Thank you so much for the whole explanation
I tried to integrate the proposed solution with the code but here are some problems I faced:

• Still the main obstacle is squaring (`squared_residues = residues ** 2` ), should be other ways around except quantization?

• Previously we get a mean according to the axis=1 for rows and 0 for columns. I wanted to make these changes in the last piece of code `mean_of_rows_of_matrix` and `mean_of_columns_of_matrix` but resulting in bound error.

• and lastly for computing means of rows, keepdims was set to True, the similar `np.sum` function gives an error: `ValueError: Encrypted arrays can only be created from scalars`

Many thanks,
Shokofeh

Hi @ShVS,

You’re welcome

• I didn’t understand what you mean by `should be other ways around`, could you elaborate further.
• This implementation doesn’t need to use the axis, as row/column extraction is done manually. `mean_of_columns_of_matrix(x)` has the same semantics as `np.mean(x, axis=0)`, and `mean_of_rows_of_matrix(x)` has the same semantics as `np.mean(x, axis=1)`.
• For the last error, it’s because `cnp.array(...)` extension doesn’t support creating arrays from other arrays.
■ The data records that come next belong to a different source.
//! screen-capture - record a window or screen to WebM
//!
//! This crate asks the display server for a window (or whole monitor),
//! previews it, records it with ffmpeg as VP8 WebM segments and saves the
//! concatenated recording as `screen-capture.webm`.
//!
//! # Architecture
//!
//! The crate follows hexagonal (ports & adapters) architecture:
//!
//! - **Domain**: Capture lifecycle, options, recorded segments, the capture log
//! - **Application**: The capture controller and port interfaces (traits)
//! - **Infrastructure**: Adapter implementations (X11, FFmpeg, filesystem, XDG config)
//! - **CLI**: Command-line interface, interactive session, and signal handling

pub mod application;
pub mod cli;
pub mod domain;
pub mod infrastructure;
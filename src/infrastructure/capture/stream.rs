//! X11 screen-grab stream and track

use std::sync::atomic::{AtomicBool, Ordering};
use std::sync::Arc;

use tracing::debug;

use crate::application::ports::{MediaStream, MediaTrack};
use crate::domain::capture::{CaptureOptions, TrackConstraints, TrackKind, TrackSettings};

use super::geometry::WindowGeometry;

/// Video track backed by an X11 screen region.
///
/// `settings().device_id` holds the X display name; width, height, and
/// offsets describe the grabbed region.
pub struct X11Track {
    id: String,
    settings: TrackSettings,
    constraints: TrackConstraints,
    live: AtomicBool,
}

impl X11Track {
    pub fn new(display: &str, geometry: &WindowGeometry, options: &CaptureOptions) -> Self {
        let region = geometry.normalized();
        Self {
            id: format!("x11-{}", region.window_id),
            settings: TrackSettings {
                device_id: display.to_string(),
                display_surface: Some(options.video.display_surface),
                width: Some(region.width),
                height: Some(region.height),
                frame_rate: options.video.frame_rate,
                offset_x: Some(region.x),
                offset_y: Some(region.y),
            },
            constraints: TrackConstraints {
                display_surface: Some(options.video.display_surface),
                frame_rate: options.video.frame_rate,
            },
            live: AtomicBool::new(true),
        }
    }
}

impl MediaTrack for X11Track {
    fn id(&self) -> &str {
        &self.id
    }

    fn kind(&self) -> TrackKind {
        TrackKind::Video
    }

    fn settings(&self) -> TrackSettings {
        self.settings.clone()
    }

    fn constraints(&self) -> TrackConstraints {
        self.constraints.clone()
    }

    fn stop(&self) {
        if self.live.swap(false, Ordering::SeqCst) {
            debug!(track = %self.id, "track stopped");
        }
    }

    fn is_live(&self) -> bool {
        self.live.load(Ordering::SeqCst)
    }
}

/// Stream with a single X11 video track
pub struct X11Stream {
    id: String,
    track: Arc<X11Track>,
}

impl X11Stream {
    pub fn new(track: X11Track) -> Self {
        Self {
            id: format!("stream-{}", track.id),
            track: Arc::new(track),
        }
    }
}

impl MediaStream for X11Stream {
    fn id(&self) -> &str {
        &self.id
    }

    fn tracks(&self) -> Vec<Arc<dyn MediaTrack>> {
        vec![Arc::clone(&self.track) as Arc<dyn MediaTrack>]
    }
}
You can use `np.concatenate(...)` instead, but I don’t think it’s necessary for your use case, as you’ll see below

Lastly, if you want to have a similar API to keepdims, you can modify the functions above as:

``````def mean_of_rows_of_matrix(x, keepdims=False):
means = []
for i in range(x.shape[0]):
mean = mean_of_vector(x[i])
means.append(mean if not keepdims else [mean])
return cnp.array(means)

def mean_of_columns_of_matrix(x, keepdims=False):
means = []
for i in range(x.shape[1]):
mean = mean_of_vector(x[:, i])
means.append(mean)
return cnp.array(means if not keepdims else [means])
``````

Or you can reshape after you calculate means:

``````row_means_without_keeping_dims = mean_of_rows_of_matrix(x)
row_means_with_keeping_dims = row_means_without_keeping_dims.reshape((-1, 1))
``````

Which corresponds to:

``````np.mean(x, axis=1).reshape((-1, 1)) == np.mean(x, axis=1, keepdims=True)
``````

Hope this helps

Let me know if you have any other questions!
Umut

1 Like

Regarding the first point, what I mean is that getting a mean value can be solved by grouping. Another obstacle then is squaring. Earlier we had `squared_residues = residues ** 2` which increases the bit width. For maintaining the permitted bits here, is there any possible solutions?